● YOUR TASK
Which of the lines in the data below contain the string "DisposalMethod"? Copy each of them.

Excerpts from a dataset
....
use colored::*;
use std::path::Path;

use hoard_core::{
    Classification, DeletionOutcome, DeletionPlan, DisposalMethod, ResultRow, ResultSet, Tier,
    ViewOptions,
};

const SIZE_WIDTH: usize = 10;
const CREATED_WIDTH: usize = 16;
const STATUS_WIDTH: usize = 9;

pub fn tier_badge(tier: Tier) -> ColoredString {
    colorize(&tier_label(tier), tier)
}

/// Prints the visible rows as a numbered table followed by a totals line.
pub fn print_results(rows: &[ResultRow<'_>], results: &ResultSet, options: &ViewOptions) {
    if rows.is_empty() {
        println!("{}", "No matching files.".dimmed());
        return;
    }

    let index_width = rows.len().to_string().len();
    let header = format!(
        "{:>iw$}  {:<sw$}  {:>zw$}  {:<cw$}  {}",
        "#",
        "Status",
        "Size",
        "Created",
        "Path",
        iw = index_width,
        sw = STATUS_WIDTH,
        zw = SIZE_WIDTH,
        cw = CREATED_WIDTH,
    );
    println!("{}", header.bold());

    for (index, row) in rows.iter().enumerate() {
        let record = row.record;
        // Pad before colouring so escape codes do not skew the columns.
        let status = format!("{:<width$}", tier_label(row.classification.tier), width = STATUS_WIDTH);
        println!(
            "{:>iw$}  {}  {:>zw$}  {:<cw$}  {}",
            index + 1,
            colorize(&status, row.classification.tier),
            record.formatted_size(),
            record.formatted_created(),
            record.path().display(),
            iw = index_width,
            zw = SIZE_WIDTH,
            cw = CREATED_WIDTH,
        );
    }

    let shown_bytes: u64 = rows.iter().map(|r| r.record.size_bytes()).sum();
    println!();
    println!(
        "Showing {} of {} files, {} (sorted by {:?}, {:?})",
        rows.len().to_string().cyan(),
        results.len().to_string().cyan(),
        humansize::format_size(shown_bytes, humansize::BINARY).cyan(),
        options.sort,
        options.direction,
    );
}

pub fn print_classification(path: &Path, classification: &Classification) {
    println!(
        "{}  {}  {}",
        tier_badge(classification.tier),
        path.display(),
        classification.reason.dimmed()
    );
}

pub fn print_plan(plan: &DeletionPlan) {
    println!(
        "{} {} files, {} estimated:",
        tier_badge(plan.tier()),
        plan.len().to_string().bold(),
        plan.formatted_estimate().bold(),
    );
    for candidate in plan.candidates() {
        println!(
            "  {:>zw$}  {}  {}",
            humansize::format_size(candidate.size_bytes, humansize::BINARY),
            candidate.path.display(),
            candidate.reason.dimmed(),
            zw = SIZE_WIDTH,
        );
    }
}

pub fn print_outcome(outcome: &DeletionOutcome, method: DisposalMethod) {
    let verb = match method {
        DisposalMethod::Trash => "Moved to trash",
        DisposalMethod::Permanent => "Deleted",
    };
    let failed = if outcome.failed > 0 {
        outcome.failed.to_string().red()
    } else {
        outcome.failed.to_string().normal()
    };
    println!(
        "{}: {}, failed: {}",
        verb,
        outcome.succeeded.to_string().green(),
        failed
    );
}

fn tier_label(tier: Tier) -> String {
    format!("{} {}", tier.dot(), tier.label())
}

fn colorize(text: &str, tier: Tier) -> ColoredString {
    match tier {
        Tier::Safe => text.green(),
        Tier::Caution => text.yellow(),
        Tier::System => text.red(),
    }
}
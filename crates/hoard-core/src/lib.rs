pub mod cancel;
pub mod classify;
pub mod config;
pub mod deletion;
pub mod error;
pub mod pipeline;
pub mod platform;
pub mod progress;
pub mod record;
pub mod results;
pub mod scanner;

pub use cancel::CancelToken;
pub use classify::{classify, Classification, Classifier, Tier};
pub use crate::config::{AppConfig, ExtensionFilter, PipelineSettings, ScanConfig};
pub use deletion::{
    ConfirmedPlan, DeletionCandidate, DeletionOutcome, DeletionPlan, DisposalMethod,
    SafeDeletionEngine,
};
pub use error::Error;
pub use pipeline::{PollReport, ScanPipeline, ScanState, ScanSummary};
pub use progress::{ProgressReporter, SilentReporter};
pub use record::FileRecord;
pub use results::{ResultRow, ResultSet, SortDirection, SortKey, TierFilter, ViewOptions};
pub use scanner::{PathMatcher, TreeWalker};
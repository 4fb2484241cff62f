use std::env;
use std::path::{Component, Path, PathBuf};

#[derive(Debug, Clone, PartialEq, Eq)]
enum Fragment {
    /// Absolute or home-relative entry, matched as a string prefix of the
    /// absolute path.
    Prefix(String),
    /// Anything else, matched as a substring of the absolute path.
    Substring(String),
}

/// Path exclusion test against a list of user-supplied fragments.
///
/// Fragments starting with `/`, `~` (or any absolute path on the host) are
/// expanded and matched as string prefixes, so `/data/proj` also covers
/// `/data/project`. All others are plain substrings.
/// A fragment that cannot be expanded (no home directory) never matches.
#[derive(Debug, Clone, Default)]
pub struct PathMatcher {
    fragments: Vec<Fragment>,
}

impl PathMatcher {
    pub fn new<S: AsRef<str>>(fragments: &[S]) -> Self {
        Self::with_home(fragments, dirs::home_dir().as_deref())
    }

    pub fn with_home<S: AsRef<str>>(fragments: &[S], home: Option<&Path>) -> Self {
        let fragments = fragments
            .iter()
            .filter_map(|raw| compile_fragment(raw.as_ref(), home))
            .collect();
        Self { fragments }
    }

    pub fn is_empty(&self) -> bool {
        self.fragments.is_empty()
    }

    pub fn is_excluded(&self, path: &Path) -> bool {
        if self.fragments.is_empty() {
            return false;
        }
        let absolute = absolute_path(path);
        let absolute_str = absolute.to_string_lossy();
        self.fragments.iter().any(|fragment| match fragment {
            Fragment::Prefix(prefix) => absolute_str.starts_with(prefix.as_str()),
            Fragment::Substring(needle) => absolute_str.contains(needle.as_str()),
        })
    }
}

/// One-shot form of [`PathMatcher::is_excluded`].
pub fn is_excluded<S: AsRef<str>>(path: &Path, fragments: &[S]) -> bool {
    PathMatcher::new(fragments).is_excluded(path)
}

fn compile_fragment(raw: &str, home: Option<&Path>) -> Option<Fragment> {
    let fragment = raw.trim();
    if fragment.is_empty() {
        return None;
    }
    if let Some(rest) = fragment.strip_prefix('~') {
        let home = home?;
        let rest = rest.trim_start_matches(['/', '\\']);
        let expanded = if rest.is_empty() {
            home.to_path_buf()
        } else {
            home.join(rest)
        };
        return Some(prefix(&expanded));
    }
    if fragment.starts_with('/') || Path::new(fragment).is_absolute() {
        return Some(prefix(Path::new(fragment)));
    }
    Some(Fragment::Substring(fragment.to_string()))
}

fn prefix(path: &Path) -> Fragment {
    Fragment::Prefix(normalize(path).to_string_lossy().into_owned())
}

/// Absolute, lexically normalized form of `path`. Relative paths are resolved
/// against the current directory; when that is unavailable the path is used
/// as given.
pub fn absolute_path(path: &Path) -> PathBuf {
    if path.is_absolute() {
        return normalize(path);
    }
    match env::current_dir() {
        Ok(cwd) => normalize(&cwd.join(path)),
        Err(_) => normalize(path),
    }
}

fn normalize(path: &Path) -> PathBuf {
    let mut normalized = PathBuf::new();
    for component in path.components() {
        match component {
            Component::ParentDir => {
                normalized.pop();
            }
            Component::CurDir => {}
            other => normalized.push(other),
        }
    }
    normalized
}
#[cfg(target_os = "windows")]
pub mod windows;

use std::fs::Metadata;
use std::path::PathBuf;
use std::time::SystemTime;

/// Identifier of the storage device holding a file.
#[cfg(unix)]
pub fn device_id(metadata: &Metadata) -> Option<u64> {
    use std::os::unix::fs::MetadataExt;
    Some(metadata.dev())
}

/// Identifier of the storage device holding a file.
///
/// Not exposed by the standard library on this platform, so
/// same-filesystem checks are a no-op.
#[cfg(not(unix))]
pub fn device_id(_metadata: &Metadata) -> Option<u64> {
    None
}

/// Birth time where the filesystem records it, otherwise the inode change
/// time on Unix, otherwise the modification time.
pub fn created_time(metadata: &Metadata) -> SystemTime {
    if let Ok(created) = metadata.created() {
        return created;
    }
    #[cfg(unix)]
    {
        use std::os::unix::fs::MetadataExt;
        use std::time::{Duration, UNIX_EPOCH};
        let secs = metadata.ctime();
        let nanos = metadata.ctime_nsec().clamp(0, 999_999_999) as u32;
        if secs >= 0 {
            return UNIX_EPOCH + Duration::new(secs as u64, nanos);
        }
    }
    metadata.modified().unwrap_or(SystemTime::UNIX_EPOCH)
}

/// Root used when the user leaves the scan root empty: the whole machine.
#[cfg(target_os = "windows")]
pub fn default_root() -> PathBuf {
    windows::system_drive_root()
}

/// Root used when the user leaves the scan root empty: the whole machine.
#[cfg(not(target_os = "windows"))]
pub fn default_root() -> PathBuf {
    PathBuf::from("/")
}

/// Whether the platform has a trash / recycle facility the `trash` crate
/// can move files into.
pub fn has_trash() -> bool {
    cfg!(any(
        target_os = "windows",
        target_os = "macos",
        all(
            unix,
            not(target_os = "macos"),
            not(target_os = "ios"),
            not(target_os = "android")
        )
    ))
}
....
● ANSWER FOR THIS EXERCISE
    Classification, DeletionOutcome, DeletionPlan, DisposalMethod, ResultRow, ResultSet, Tier,
pub fn print_outcome(outcome: &DeletionOutcome, method: DisposalMethod) {
        DisposalMethod::Trash => "Moved to trash",
        DisposalMethod::Permanent => "Deleted",
    ConfirmedPlan, DeletionCandidate, DeletionOutcome, DeletionPlan, DisposalMethod,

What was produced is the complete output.